Parker wrote:And of that whole long list hpow many actually won anything of any note? Altig, Pettersen, Hoban, Thurau and maybe Ritter
Oh I see, a gloryhunter. Documentate please. There are plenty of other stars in my list. Enough fooling yourself. Talking about Eastern Euros or non Euros, you might have been credible but then moving on to the Brits was laughable, then to the Scandinavians was even more and now the Germans well that's beyond imagination. Next what? The Swiss maybe? I'm quite embarrassed here.
Parker wrote:You managed to name three North Americans and one Eastern European from that whole period in all races - there have been more teams from those areas in modern races.
The Polish formed a team
in several "open" races in the West.
I named more than one Eastern Euro but one was of particular importance Ruharzs Szukorwski (spelling still probably wrong) because he dominated the field on the other side of the curtain.
Some more: Antoine Trus (Poland), Dieter Wiedemann (Germany; Former GDR), Siegfried Adler (Germany; former GDR), Horst Oldenburg (Germany; former GDR), Maryan Polansky (Stateless; Polish descent?), Jiri Daler (Czechoslovakia), Mieczyslaw Nowicki (Poland), Tadeusz Mitnyk (Poland), Tadeusz Zawada (Poland), Lech Tomaszewski (Poland), Jozef Kaczmarek (Poland), Janusz Kowalski (Poland), Jan Brzezny (Poland), Bernard Kreczynski (Poland), Zbigniew Krzeszowiec (Poland), Wojciech Matusiak (Poland), Miloš Fišera (Czechoslovakia), Pavel Krejčí (Czechoslovakia), Jiri Murdych (Czechoslovakia). All these guys had their chance against the best Western Euros of the time.
Also Stablinski and Graczyk were Polish.
Parker wrote:In Merckx's last winning Tour in 1974 there were 130 riders. Only six of them came from outside the 'big five' nations.
Hey dude, there are dozens and dozens of races other than Bore de France in a cycling calendar. So check out the startlists of all the major classics of the 70's and then we can start the discussion.
Parker wrote:Nowadays a Brit and a Canadian have won Grand Tours and an Aussie and a Kazakh monuments in just this season.
Continental Western Euro standard dropped beautifully.

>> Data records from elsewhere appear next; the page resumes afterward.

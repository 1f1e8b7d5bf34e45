//! Display and pacing configuration.

use std::time::Duration;

use pv_plan::TaskState;

// ── Map presets ───────────────────────────────────────────────────────────────

/// Pacing tuned for a known benchmark map.
#[derive(Copy, Clone, Debug, PartialEq)]
pub struct MapPreset {
    pub name:            &'static str,
    pub pixels_per_move: u32,
    pub moves:           u32,
    pub delay_secs:      f64,
}

/// Large maps get coarse, quick animation; small ones smooth animation.
pub const MAP_PRESETS: [MapPreset; 6] = [
    MapPreset { name: "Paris_1_256",     pixels_per_move: 2, moves: 2, delay_secs: 0.06 },
    MapPreset { name: "brc202d",         pixels_per_move: 2, moves: 2, delay_secs: 0.06 },
    MapPreset { name: "random-32-32-20", pixels_per_move: 5, moves: 5, delay_secs: 0.06 },
    MapPreset { name: "warehouse_large", pixels_per_move: 2, moves: 2, delay_secs: 0.06 },
    MapPreset { name: "warehouse_small", pixels_per_move: 5, moves: 5, delay_secs: 0.06 },
    MapPreset { name: "sortation_large", pixels_per_move: 2, moves: 2, delay_secs: 0.06 },
];

impl MapPreset {
    pub fn lookup(map_name: &str) -> Option<&'static MapPreset> {
        MAP_PRESETS.iter().find(|p| p.name == map_name)
    }
}

// ── TaskFilter ────────────────────────────────────────────────────────────────

/// Which task markers are visible.
#[derive(Copy, Clone, Debug, Default, PartialEq, Eq)]
#[cfg_attr(feature = "serde", derive(serde::Serialize, serde::Deserialize))]
pub enum TaskFilter {
    #[default]
    All,
    Only(TaskState),
}

impl TaskFilter {
    pub fn shows(self, state: TaskState) -> bool {
        match self {
            TaskFilter::All     => true,
            TaskFilter::Only(s) => s == state,
        }
    }
}

// ── VizConfig ─────────────────────────────────────────────────────────────────

/// Session display settings.
///
/// Built from a [`MapPreset`] (or the fallback pacing) and then overridden
/// field by field from the command line.
#[derive(Clone, Debug, PartialEq)]
#[cfg_attr(feature = "serde", derive(serde::Serialize, serde::Deserialize))]
pub struct VizConfig {
    /// Pixels an agent travels per animation sub-frame.  A pixel canvas uses
    /// `pixels_per_move * moves` as its tile size.
    pub pixels_per_move:      u32,
    /// Animation sub-frames per timestep.
    pub moves:                u32,
    /// Pause after each sub-frame, in seconds.
    pub delay_secs:           f64,
    pub show_grid:            bool,
    pub show_agent_ids:       bool,
    pub show_task_ids:        bool,
    /// Show each agent's start cell.
    pub show_static:          bool,
    /// Paint every agent involved in any conflict red.
    pub show_conflict_agents: bool,
    pub task_filter:          TaskFilter,
}

impl Default for VizConfig {
    fn default() -> Self {
        Self {
            pixels_per_move:      4,
            moves:                3,
            delay_secs:           0.06,
            show_grid:            false,
            show_agent_ids:       false,
            show_task_ids:        false,
            show_static:          false,
            show_conflict_agents: false,
            task_filter:          TaskFilter::All,
        }
    }
}

impl VizConfig {
    /// Defaults with the pacing of `map_name`'s preset, if there is one.
    pub fn for_map(map_name: &str) -> Self {
        let mut config = Self::default();
        if let Some(preset) = MapPreset::lookup(map_name) {
            config.pixels_per_move = preset.pixels_per_move;
            config.moves = preset.moves;
            config.delay_secs = preset.delay_secs;
        }
        config
    }

    /// Side of one grid cell in pixels.
    pub fn tile_size(&self) -> u32 {
        self.pixels_per_move * self.moves
    }

    /// Sub-frames per timestep, at least one.
    pub fn frames(&self) -> u32 {
        self.moves.max(1)
    }

    /// How long a planned-step preview stays on screen: 1.5 s at the
    /// default delay.
    pub fn preview_hold(&self) -> Duration {
        self.frame_delay() * 25
    }

    /// Pause after each sub-frame.  Negative or NaN delays count as zero.
    pub fn frame_delay(&self) -> Duration {
        Duration::try_from_secs_f64(self.delay_secs).unwrap_or(Duration::ZERO)
    }
}
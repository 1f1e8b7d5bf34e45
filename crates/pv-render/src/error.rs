//! Error types for pv-render.

use thiserror::Error;

/// Errors raised while exporting a replay trace.
///
/// Drawing itself is infallible: a [`Canvas`][crate::Canvas] has no way to
/// refuse a call.
#[derive(Debug, Error)]
pub enum RenderError {
    #[error("I/O error: {0}")]
    Io(#[from] std::io::Error),

    #[error("CSV write error: {0}")]
    Csv(#[from] csv::Error),
}

/// Alias for `Result<T, RenderError>`.
pub type RenderResult<T> = Result<T, RenderError>;
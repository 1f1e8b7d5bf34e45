//! Command-line arguments.

use std::path::PathBuf;

use clap::Parser;

use pv_core::Timestep;
use pv_plan::LoadWindow;
use pv_render::VizConfig;

/// Replay a MAPF plan on a grid map, one timestep at a time.
///
/// After loading, commands are read from stdin; type `help` for the list.
#[derive(Parser, Debug)]
#[command(name = "planviz")]
#[command(author, version, about, long_about = None)]
pub struct Cli {
    /// Grid map file (MovingAI text format)
    #[arg(long)]
    pub map: PathBuf,

    /// Plan JSON file.  Repeat to add plans to the heat map; the first one
    /// is replayed.
    #[arg(long, required = true, num_args = 1..)]
    pub plan: Vec<PathBuf>,

    /// Show at most this many agents
    #[arg(long = "n")]
    pub team_limit: Option<usize>,

    /// First timestep of the session
    #[arg(long, default_value_t = 0)]
    pub start: u32,

    /// Last timestep of the session (default: the plan's makespan)
    #[arg(long)]
    pub end: Option<u32>,

    /// Pixels an agent moves per animation sub-frame.  Sets the tile size of
    /// pixel canvases; the terminal view draws one character per cell.
    #[arg(long = "ppm")]
    pub pixels_per_move: Option<u32>,

    /// Animation sub-frames per timestep
    #[arg(long = "mv")]
    pub moves: Option<u32>,

    /// Pause after each sub-frame, in seconds
    #[arg(long)]
    pub delay: Option<f64>,

    /// Draw grid lines
    #[arg(long)]
    pub grid: bool,

    /// Label agents with their ids
    #[arg(long = "aid")]
    pub agent_ids: bool,

    /// Label tasks with their ids
    #[arg(long = "tid")]
    pub task_ids: bool,

    /// Mark each agent's start cell
    #[arg(long = "static")]
    pub show_static: bool,

    /// Paint every agent involved in a conflict red
    #[arg(long = "ca")]
    pub conflict_agents: bool,

    /// Highway edge file, shown with `highway`
    #[arg(long = "hw")]
    pub highway: Option<PathBuf>,

    /// Heuristic table, shown with `heuristic`
    #[arg(long = "heu")]
    pub heuristic: Option<PathBuf>,

    /// Agent whose line of the heuristic table is shown
    #[arg(long = "heu-agent", default_value_t = 0)]
    pub heuristic_agent: u32,

    /// Search-tree CSV files, shown with `search`
    #[arg(long = "searchTree", num_args = 1..)]
    pub search_trees: Vec<PathBuf>,

    /// Write agent_poses.csv and task_states.csv to this directory
    #[arg(long)]
    pub export: Option<PathBuf>,

    /// Log debug detail
    #[arg(short, long)]
    pub verbose: bool,
}

impl Cli {
    pub fn window(&self) -> LoadWindow {
        LoadWindow {
            start:      Timestep(self.start),
            end:        self.end.map(Timestep),
            team_limit: self.team_limit,
        }
    }

    /// The map's preset pacing, overridden by any flags given.
    pub fn viz_config(&self, map_name: &str) -> VizConfig {
        let mut config = VizConfig::for_map(map_name);
        if let Some(ppm) = self.pixels_per_move {
            config.pixels_per_move = ppm;
        }
        if let Some(moves) = self.moves {
            config.moves = moves;
        }
        if let Some(delay) = self.delay {
            config.delay_secs = delay;
        }
        config.show_grid = self.grid;
        config.show_agent_ids = self.agent_ids;
        config.show_task_ids = self.task_ids;
        config.show_static = self.show_static;
        config.show_conflict_agents = self.conflict_agents;
        config
    }
}
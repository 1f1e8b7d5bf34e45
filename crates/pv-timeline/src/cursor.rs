//! Event cursors.
//!
//! # Invariant
//!
//! Each [`Cursor`] walks the sorted, distinct timesteps of one event kind.
//! Its position is in `[0, len]`; `len` is the end sentinel, reported as
//! `None` by [`Cursor::next_time`].  After [`EventTracker::advance_to`] or
//! [`EventTracker::rewind_to`] with target `T`, both cursors point at the
//! first event timestep strictly greater than `T`.
//!
//! # Ordering
//!
//! Forward, events are applied in increasing timestep order with all
//! assignments of a timestep before its finishes.  Backward is the exact
//! mirror: decreasing timestep order, finishes undone before assignments.
//! Because every errand's assignment precedes or shares a timestep with its
//! finish, this keeps each errand's state consistent at every intermediate
//! point.

use tracing::trace;

use pv_core::Timestep;
use pv_plan::{EventKind, EventLog, TaskState};

use crate::transition::Changes;
use crate::{AgentHighlight, ReplayState};

// ── Cursor ────────────────────────────────────────────────────────────────────

/// Position in the sorted event timesteps of one kind.
#[derive(Clone, Debug, PartialEq, Eq)]
pub struct Cursor {
    times: Vec<Timestep>,
    pos:   usize,
}

impl Cursor {
    fn new(times: Vec<Timestep>) -> Self {
        Self { times, pos: 0 }
    }

    /// Index of the next unapplied event timestep, in `[0, len]`.
    pub fn position(&self) -> usize {
        self.pos
    }

    /// Number of distinct event timesteps.
    pub fn len(&self) -> usize {
        self.times.len()
    }

    pub fn is_empty(&self) -> bool {
        self.times.is_empty()
    }

    /// The next unapplied event timestep; `None` at the end sentinel.
    pub fn next_time(&self) -> Option<Timestep> {
        self.times.get(self.pos).copied()
    }

    /// The last applied event timestep; `None` before the first.
    pub fn prev_time(&self) -> Option<Timestep> {
        self.pos.checked_sub(1).map(|i| self.times[i])
    }

    pub fn times(&self) -> &[Timestep] {
        &self.times
    }

    fn reset(&mut self) {
        self.pos = 0;
    }
}

// ── EventTracker ──────────────────────────────────────────────────────────────

/// The pair of cursors over a plan's assignment and finish events.
#[derive(Clone, Debug, PartialEq, Eq)]
pub struct EventTracker {
    assigned: Cursor,
    finished: Cursor,
}

impl EventTracker {
    pub fn new(log: &EventLog) -> Self {
        Self {
            assigned: Cursor::new(log.timesteps(EventKind::Assigned)),
            finished: Cursor::new(log.timesteps(EventKind::Finished)),
        }
    }

    /// Both cursors back to the first event.
    pub fn reset(&mut self) {
        self.assigned.reset();
        self.finished.reset();
    }

    pub fn cursor(&self, kind: EventKind) -> &Cursor {
        match kind {
            EventKind::Assigned => &self.assigned,
            EventKind::Finished => &self.finished,
        }
    }

    /// Has any assignment happened at or before `t`?
    pub fn assigned_by(&self, t: Timestep) -> bool {
        self.assigned.times.first().is_some_and(|&first| first <= t)
    }

    /// Has any finish happened at or before `t`?
    pub fn finished_by(&self, t: Timestep) -> bool {
        self.finished.times.first().is_some_and(|&first| first <= t)
    }

    /// Apply every event with timestep in `(current, t]` and settle at `t`.
    ///
    /// Assignments crossed at exactly `t` become `NewlyAssigned` and
    /// highlight their agent; earlier ones become `Assigned`.  Items still
    /// marked "newly" from the previous settled timestep are demoted first.
    pub(crate) fn advance_to(
        &mut self,
        t:       Timestep,
        log:     &EventLog,
        state:   &mut ReplayState,
        changes: &mut Changes,
    ) {
        debug_assert!(t >= state.timestep, "advance_to must not move backward");

        let previous = state.timestep;
        if previous != t {
            for event in log.at(EventKind::Assigned, previous) {
                if state.task(event.task_slot, event.errand) == TaskState::NewlyAssigned {
                    state.set_task(event.task_slot, event.errand, TaskState::Assigned, changes);
                }
                state.set_highlight(event.agent, AgentHighlight::Base, changes);
            }
        }

        loop {
            let assigned = self.assigned.next_time().filter(|&a| a <= t);
            let finished = self.finished.next_time().filter(|&f| f <= t);
            match (assigned, finished) {
                (None, None) => break,
                (Some(a), Some(f)) if f < a => self.apply_finished(f, log, state, changes),
                (Some(a), _) => self.apply_assigned(a, t, log, state, changes),
                (None, Some(f)) => self.apply_finished(f, log, state, changes),
            }
        }

        state.timestep = t;
    }

    /// Undo every event with timestep in `(t, current]` and settle at `t`.
    ///
    /// An undone finish returns its errand to `Assigned`, an undone
    /// assignment to `Unassigned`.  Afterwards the assignments made at
    /// exactly `t` are marked `NewlyAssigned` again.
    pub(crate) fn rewind_to(
        &mut self,
        t:       Timestep,
        log:     &EventLog,
        state:   &mut ReplayState,
        changes: &mut Changes,
    ) {
        debug_assert!(t <= state.timestep, "rewind_to must not move forward");

        loop {
            let assigned = self.assigned.prev_time().filter(|&a| a > t);
            let finished = self.finished.prev_time().filter(|&f| f > t);
            match (assigned, finished) {
                (None, None) => break,
                (Some(a), Some(f)) if a > f => self.undo_assigned(a, log, state, changes),
                (_, Some(f)) => self.undo_finished(f, log, state, changes),
                (Some(a), None) => self.undo_assigned(a, log, state, changes),
            }
        }

        for event in log.at(EventKind::Assigned, t) {
            if state.task(event.task_slot, event.errand) == TaskState::Assigned {
                state.set_task(event.task_slot, event.errand, TaskState::NewlyAssigned, changes);
            }
            state.set_highlight(event.agent, AgentHighlight::NewlyAssigned, changes);
        }

        state.timestep = t;
    }

    fn apply_assigned(
        &mut self,
        at:      Timestep,
        settle:  Timestep,
        log:     &EventLog,
        state:   &mut ReplayState,
        changes: &mut Changes,
    ) {
        let fresh = at == settle;
        for event in log.at(EventKind::Assigned, at) {
            trace!(%event, "apply");
            let to = if fresh { TaskState::NewlyAssigned } else { TaskState::Assigned };
            state.set_task(event.task_slot, event.errand, to, changes);
            if fresh {
                state.set_highlight(event.agent, AgentHighlight::NewlyAssigned, changes);
            }
        }
        self.assigned.pos += 1;
    }

    fn apply_finished(&mut self, at: Timestep, log: &EventLog, state: &mut ReplayState, changes: &mut Changes) {
        for event in log.at(EventKind::Finished, at) {
            trace!(%event, "apply");
            state.set_task(event.task_slot, event.errand, TaskState::Finished, changes);
        }
        self.finished.pos += 1;
    }

    fn undo_assigned(&mut self, at: Timestep, log: &EventLog, state: &mut ReplayState, changes: &mut Changes) {
        for event in log.at(EventKind::Assigned, at) {
            trace!(%event, "undo");
            state.set_task(event.task_slot, event.errand, TaskState::Unassigned, changes);
            state.set_highlight(event.agent, AgentHighlight::Base, changes);
        }
        self.assigned.pos -= 1;
    }

    fn undo_finished(&mut self, at: Timestep, log: &EventLog, state: &mut ReplayState, changes: &mut Changes) {
        for event in log.at(EventKind::Finished, at) {
            trace!(%event, "undo");
            state.set_task(event.task_slot, event.errand, TaskState::Assigned, changes);
        }
        self.finished.pos -= 1;
    }
}
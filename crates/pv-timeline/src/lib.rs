//! `pv-timeline` — replaying a [`Plan`][pv_plan::Plan] through time.
//!
//! # Replay model
//!
//! ```text
//! step_forward   T → T+1   poses from path[T+1-start], advance_to(T+1)
//! step_backward  T → T-1   poses from path[T-1-start], rewind_to(T-1)
//! jump_to(X)     T → X'    X' = clamp(X, start, end); reset, advance_to(X')
//! ```
//!
//! The [`EventTracker`] keeps one cursor per event kind so that a step only
//! touches the events it crosses.  Every operation returns a [`Transition`]
//! listing the net changes for the render layer.
//!
//! | Module         | Contents                                                 |
//! |----------------|----------------------------------------------------------|
//! | [`cursor`]     | `Cursor`, `EventTracker`                                 |
//! | [`state`]      | `ReplayState`, `AgentHighlight`, `Snapshot`              |
//! | [`transition`] | `Transition`, `AgentMove`, `TaskChange`, `JumpOutcome`   |
//! | [`reconciler`] | `Reconciler`                                             |

pub mod cursor;
pub mod reconciler;
pub mod state;
pub mod transition;


pub use cursor::{Cursor, EventTracker};
pub use reconciler::Reconciler;
pub use state::{AgentHighlight, ReplayState, Snapshot};
pub use transition::{AgentMove, HighlightChange, JumpOutcome, TaskChange, Transition};
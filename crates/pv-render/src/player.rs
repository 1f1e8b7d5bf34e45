//! The play loop.
//!
//! Steps forward until the terminal timestep, a step limit, or an external
//! stop request, animating each step and pausing between steps.  The stop
//! flag is an `AtomicBool` so another thread (a signal handler, a UI button)
//! can pause playback; it is checked once per step, never mid-animation.

use std::sync::atomic::{AtomicBool, Ordering};
use std::thread;
use std::time::Duration;

use tracing::{debug, info};

use pv_timeline::Reconciler;

use crate::{Canvas, ReplayObserver, Scene, VizConfig};

#[derive(Clone, Debug)]
pub struct Player {
    step_pause: Duration,
    limit:      Option<usize>,
}

impl Player {
    /// Pauses twice the sub-frame delay between steps.
    pub fn new(config: &VizConfig) -> Self {
        Self { step_pause: config.frame_delay() * 2, limit: None }
    }

    /// Stop after at most `steps` steps.
    pub fn limit(mut self, steps: usize) -> Self {
        self.limit = Some(steps);
        self
    }

    pub fn step_pause(&self) -> Duration {
        self.step_pause
    }

    /// Play while `running` is set.  Returns the number of steps taken.
    pub fn play<C, O>(
        &self,
        reconciler: &mut Reconciler<'_>,
        scene:      &mut Scene,
        canvas:     &mut C,
        observer:   &mut O,
        running:    &AtomicBool,
    ) -> usize
    where
        C: Canvas + ?Sized,
        O: ReplayObserver + ?Sized,
    {
        let from = reconciler.timestep();
        let mut steps = 0;
        while running.load(Ordering::Relaxed) && self.limit.is_none_or(|limit| steps < limit) {
            let Some(transition) = reconciler.step_forward() else { break };
            scene.animate(&transition, reconciler.state(), canvas);
            observer.on_step(reconciler.plan(), reconciler.state(), &transition);
            steps += 1;
            if !self.step_pause.is_zero() {
                thread::sleep(self.step_pause);
            }
        }

        if reconciler.at_end() {
            info!(t = %reconciler.timestep(), "reached the end of the plan");
        } else {
            debug!(from = %from, to = %reconciler.timestep(), steps, "playback paused");
        }
        steps
    }
}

Ryo Hazuki wrote:the best colombian rider (cochise) came to europe well in his 30s. even then he was only allowed to work for gimondi except a few giro stages, which he won and trofeo barachin (duo itt with gimondi). there's a notirous intevriew with cochize where he said gimondi used him to literally pull himself up the climbs, by pushing his arms on him and launching himself everytime until chochise couldn't hold it anymore.
You sent me that interview by e-mail and I still appreciate that despite the fact you've constantly been spitting your hatred on my face on this forum ever since.
I'm still not convinced that had he come to Europe earlier Cochise could've beaten Merckx on a regular basis. There have been many races where he could race for himself. The Giro is not everything. Better than his Giro stages is his Camaiore GP win in 1973, for me !
Ryo Hazuki wrote:besides that's not even the point. the point of globalisaiton is that now there are way ebtter cyclists from all over the world. the brits of today are better than then, same with latin americans, north americans, scandinvaians, australians, germans etc etc
You'll have to convince me. And that's exactly the point. Parker said that riders from these nations did not exist at that time and I had to react ...
silverrocket wrote:2. Training/diet etc. was much more informal back then. This would lead to much more variation between riders, and the riders doing it "correctly" would see bigger gains. These days everybody knows about anaerobic thresholds, recovery, intervals (no, Sky didn't invent these!), bike fitting, etc.
But for goodness sake, Coppi invented intervals in the forties or at least brought it to cycling. The method gradually improved and generalized but it was totally generalized in the late sixties. Van Kerrebroeck trained on interval, Berten Van Damme trained on interval, the De Vlaeminck's trained on interval since amateur years, Monseré trained on interval in his first year as amateur.
With regards to training and diet, Bobet, De Bruyne, Van Looy, Geminiani, Adorni owe everything to Coppi.
I have an interview of Louis Caput in the Seventies in which he said that everybody then "did the job", which was not the case in the fifties when he raced, and not the case for himself in particular.